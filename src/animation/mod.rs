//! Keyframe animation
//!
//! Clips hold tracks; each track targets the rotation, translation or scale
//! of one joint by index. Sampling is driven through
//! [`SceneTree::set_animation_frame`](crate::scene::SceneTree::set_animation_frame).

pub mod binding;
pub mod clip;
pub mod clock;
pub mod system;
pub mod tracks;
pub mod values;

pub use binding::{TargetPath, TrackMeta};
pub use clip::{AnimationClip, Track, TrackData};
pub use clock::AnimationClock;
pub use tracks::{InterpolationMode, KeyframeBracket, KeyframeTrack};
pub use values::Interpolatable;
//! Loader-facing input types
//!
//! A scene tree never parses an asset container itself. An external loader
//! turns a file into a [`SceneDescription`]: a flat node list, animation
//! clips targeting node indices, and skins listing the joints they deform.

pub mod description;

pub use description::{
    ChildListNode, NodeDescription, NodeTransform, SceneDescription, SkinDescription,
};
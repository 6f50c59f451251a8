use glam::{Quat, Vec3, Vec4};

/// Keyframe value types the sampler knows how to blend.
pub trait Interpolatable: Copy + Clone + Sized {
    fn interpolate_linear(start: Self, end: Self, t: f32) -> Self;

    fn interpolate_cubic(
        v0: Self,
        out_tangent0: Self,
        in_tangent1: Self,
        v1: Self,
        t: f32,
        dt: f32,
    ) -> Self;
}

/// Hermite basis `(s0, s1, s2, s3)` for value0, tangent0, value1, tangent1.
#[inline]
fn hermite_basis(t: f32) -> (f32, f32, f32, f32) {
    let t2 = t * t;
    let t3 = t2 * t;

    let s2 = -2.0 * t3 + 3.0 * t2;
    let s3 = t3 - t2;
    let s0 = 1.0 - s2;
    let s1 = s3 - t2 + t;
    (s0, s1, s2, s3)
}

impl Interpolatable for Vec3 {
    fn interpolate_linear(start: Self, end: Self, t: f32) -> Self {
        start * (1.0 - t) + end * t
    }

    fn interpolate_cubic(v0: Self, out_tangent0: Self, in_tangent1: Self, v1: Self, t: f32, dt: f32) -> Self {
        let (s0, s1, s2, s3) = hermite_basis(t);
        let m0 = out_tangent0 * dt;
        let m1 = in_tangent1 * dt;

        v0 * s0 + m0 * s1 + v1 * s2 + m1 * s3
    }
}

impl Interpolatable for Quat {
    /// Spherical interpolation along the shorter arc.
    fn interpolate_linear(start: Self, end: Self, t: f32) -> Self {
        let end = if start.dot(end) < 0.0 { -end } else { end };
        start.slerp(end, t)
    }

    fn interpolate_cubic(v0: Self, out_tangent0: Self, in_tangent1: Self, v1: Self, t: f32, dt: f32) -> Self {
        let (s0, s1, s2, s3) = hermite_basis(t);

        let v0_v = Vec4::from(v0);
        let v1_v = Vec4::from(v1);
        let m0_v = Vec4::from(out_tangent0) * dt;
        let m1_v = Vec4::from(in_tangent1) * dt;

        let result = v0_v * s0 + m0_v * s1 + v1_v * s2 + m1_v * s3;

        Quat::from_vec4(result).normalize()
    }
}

-.-.-

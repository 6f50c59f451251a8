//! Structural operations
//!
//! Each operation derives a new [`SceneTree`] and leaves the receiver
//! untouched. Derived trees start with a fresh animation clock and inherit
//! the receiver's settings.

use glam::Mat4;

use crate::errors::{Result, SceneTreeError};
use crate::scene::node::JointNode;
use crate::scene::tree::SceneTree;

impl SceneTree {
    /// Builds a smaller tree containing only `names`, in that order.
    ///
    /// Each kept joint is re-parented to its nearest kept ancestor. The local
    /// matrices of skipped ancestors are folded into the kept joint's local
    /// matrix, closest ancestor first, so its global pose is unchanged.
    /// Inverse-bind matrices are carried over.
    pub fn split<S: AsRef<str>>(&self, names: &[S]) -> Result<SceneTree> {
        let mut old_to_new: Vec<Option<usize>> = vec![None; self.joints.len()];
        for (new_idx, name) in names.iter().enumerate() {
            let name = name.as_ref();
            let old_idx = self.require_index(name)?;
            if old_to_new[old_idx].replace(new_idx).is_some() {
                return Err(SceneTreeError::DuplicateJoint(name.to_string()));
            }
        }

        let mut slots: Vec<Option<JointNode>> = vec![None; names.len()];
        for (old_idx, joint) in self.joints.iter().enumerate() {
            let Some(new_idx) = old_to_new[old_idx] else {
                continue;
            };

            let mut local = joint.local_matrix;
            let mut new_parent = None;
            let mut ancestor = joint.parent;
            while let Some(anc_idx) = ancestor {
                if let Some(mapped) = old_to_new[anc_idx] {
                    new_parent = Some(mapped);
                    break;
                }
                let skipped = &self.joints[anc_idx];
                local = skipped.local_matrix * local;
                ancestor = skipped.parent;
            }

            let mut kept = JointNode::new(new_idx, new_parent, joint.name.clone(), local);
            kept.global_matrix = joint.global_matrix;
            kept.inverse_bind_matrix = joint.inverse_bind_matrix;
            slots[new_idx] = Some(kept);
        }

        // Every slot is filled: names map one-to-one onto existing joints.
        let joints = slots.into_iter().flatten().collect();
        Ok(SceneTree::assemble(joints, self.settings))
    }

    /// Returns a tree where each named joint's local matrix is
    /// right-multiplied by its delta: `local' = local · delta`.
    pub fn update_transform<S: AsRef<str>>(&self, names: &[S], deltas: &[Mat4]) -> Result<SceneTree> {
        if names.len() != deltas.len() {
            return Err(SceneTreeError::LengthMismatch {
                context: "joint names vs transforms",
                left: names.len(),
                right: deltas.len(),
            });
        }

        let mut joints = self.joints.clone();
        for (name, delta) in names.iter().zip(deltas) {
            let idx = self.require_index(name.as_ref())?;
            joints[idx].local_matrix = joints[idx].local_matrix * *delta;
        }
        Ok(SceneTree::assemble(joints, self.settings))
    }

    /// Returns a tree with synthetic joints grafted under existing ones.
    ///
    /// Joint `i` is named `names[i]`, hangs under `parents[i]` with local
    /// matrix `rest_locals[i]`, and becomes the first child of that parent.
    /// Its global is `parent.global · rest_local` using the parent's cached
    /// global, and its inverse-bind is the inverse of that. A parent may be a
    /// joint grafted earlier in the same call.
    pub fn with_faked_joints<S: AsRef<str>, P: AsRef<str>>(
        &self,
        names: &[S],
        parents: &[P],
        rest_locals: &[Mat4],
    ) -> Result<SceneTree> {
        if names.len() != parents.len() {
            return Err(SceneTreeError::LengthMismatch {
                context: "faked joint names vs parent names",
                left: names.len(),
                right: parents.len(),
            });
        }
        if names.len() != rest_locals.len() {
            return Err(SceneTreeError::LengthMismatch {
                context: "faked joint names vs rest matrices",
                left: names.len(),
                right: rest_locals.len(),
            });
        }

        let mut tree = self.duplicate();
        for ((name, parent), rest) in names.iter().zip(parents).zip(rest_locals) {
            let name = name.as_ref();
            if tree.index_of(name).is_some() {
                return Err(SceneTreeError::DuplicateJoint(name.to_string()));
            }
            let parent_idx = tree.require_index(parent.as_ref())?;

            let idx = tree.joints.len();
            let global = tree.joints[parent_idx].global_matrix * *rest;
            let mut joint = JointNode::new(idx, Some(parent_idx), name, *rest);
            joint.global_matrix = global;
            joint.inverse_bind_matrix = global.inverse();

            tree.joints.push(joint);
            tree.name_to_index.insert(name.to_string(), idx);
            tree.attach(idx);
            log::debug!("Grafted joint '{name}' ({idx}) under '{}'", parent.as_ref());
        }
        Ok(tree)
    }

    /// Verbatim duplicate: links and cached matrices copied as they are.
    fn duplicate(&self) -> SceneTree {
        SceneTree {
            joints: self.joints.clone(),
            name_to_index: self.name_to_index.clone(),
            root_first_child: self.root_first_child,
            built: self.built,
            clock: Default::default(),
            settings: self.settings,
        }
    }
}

-.-.-

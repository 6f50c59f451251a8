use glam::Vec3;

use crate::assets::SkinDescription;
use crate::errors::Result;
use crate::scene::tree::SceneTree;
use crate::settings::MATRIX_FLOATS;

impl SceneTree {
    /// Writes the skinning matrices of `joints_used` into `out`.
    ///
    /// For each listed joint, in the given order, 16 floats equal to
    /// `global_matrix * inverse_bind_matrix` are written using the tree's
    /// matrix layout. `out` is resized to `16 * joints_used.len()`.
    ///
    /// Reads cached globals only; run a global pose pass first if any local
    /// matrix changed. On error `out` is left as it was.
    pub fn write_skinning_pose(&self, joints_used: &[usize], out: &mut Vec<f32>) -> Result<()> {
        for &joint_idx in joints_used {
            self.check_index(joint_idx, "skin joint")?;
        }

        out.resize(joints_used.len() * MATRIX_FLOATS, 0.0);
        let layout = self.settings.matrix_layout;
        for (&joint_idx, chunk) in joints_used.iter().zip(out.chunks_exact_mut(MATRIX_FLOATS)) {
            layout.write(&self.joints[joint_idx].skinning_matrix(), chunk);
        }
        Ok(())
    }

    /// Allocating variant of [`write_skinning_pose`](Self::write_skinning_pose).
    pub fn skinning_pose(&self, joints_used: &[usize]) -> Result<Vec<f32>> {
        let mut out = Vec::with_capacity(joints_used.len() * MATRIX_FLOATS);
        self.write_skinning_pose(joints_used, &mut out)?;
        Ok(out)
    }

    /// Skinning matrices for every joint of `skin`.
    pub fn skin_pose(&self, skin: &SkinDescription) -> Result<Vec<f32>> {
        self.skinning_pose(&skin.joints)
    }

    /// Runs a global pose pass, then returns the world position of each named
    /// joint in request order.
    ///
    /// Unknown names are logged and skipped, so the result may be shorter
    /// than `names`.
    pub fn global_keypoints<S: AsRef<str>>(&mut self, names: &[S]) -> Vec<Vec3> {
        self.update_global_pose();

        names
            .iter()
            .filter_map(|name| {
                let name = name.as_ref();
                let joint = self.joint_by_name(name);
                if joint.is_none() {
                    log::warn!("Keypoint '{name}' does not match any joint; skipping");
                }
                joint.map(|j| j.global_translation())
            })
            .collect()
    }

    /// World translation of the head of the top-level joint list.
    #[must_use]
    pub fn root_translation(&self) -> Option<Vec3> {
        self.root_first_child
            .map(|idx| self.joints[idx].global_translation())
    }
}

-.-.-

— EXERCISE INSTRUCTIONS —
Reproduce every line from the entries that holds the word "slots".

— RESPONSE TO THIS EXERCISE —
        let mut slots: Vec<Option<JointNode>> = vec![None; names.len()];
            slots[new_idx] = Some(kept);
        let joints = slots.into_iter().flatten().collect();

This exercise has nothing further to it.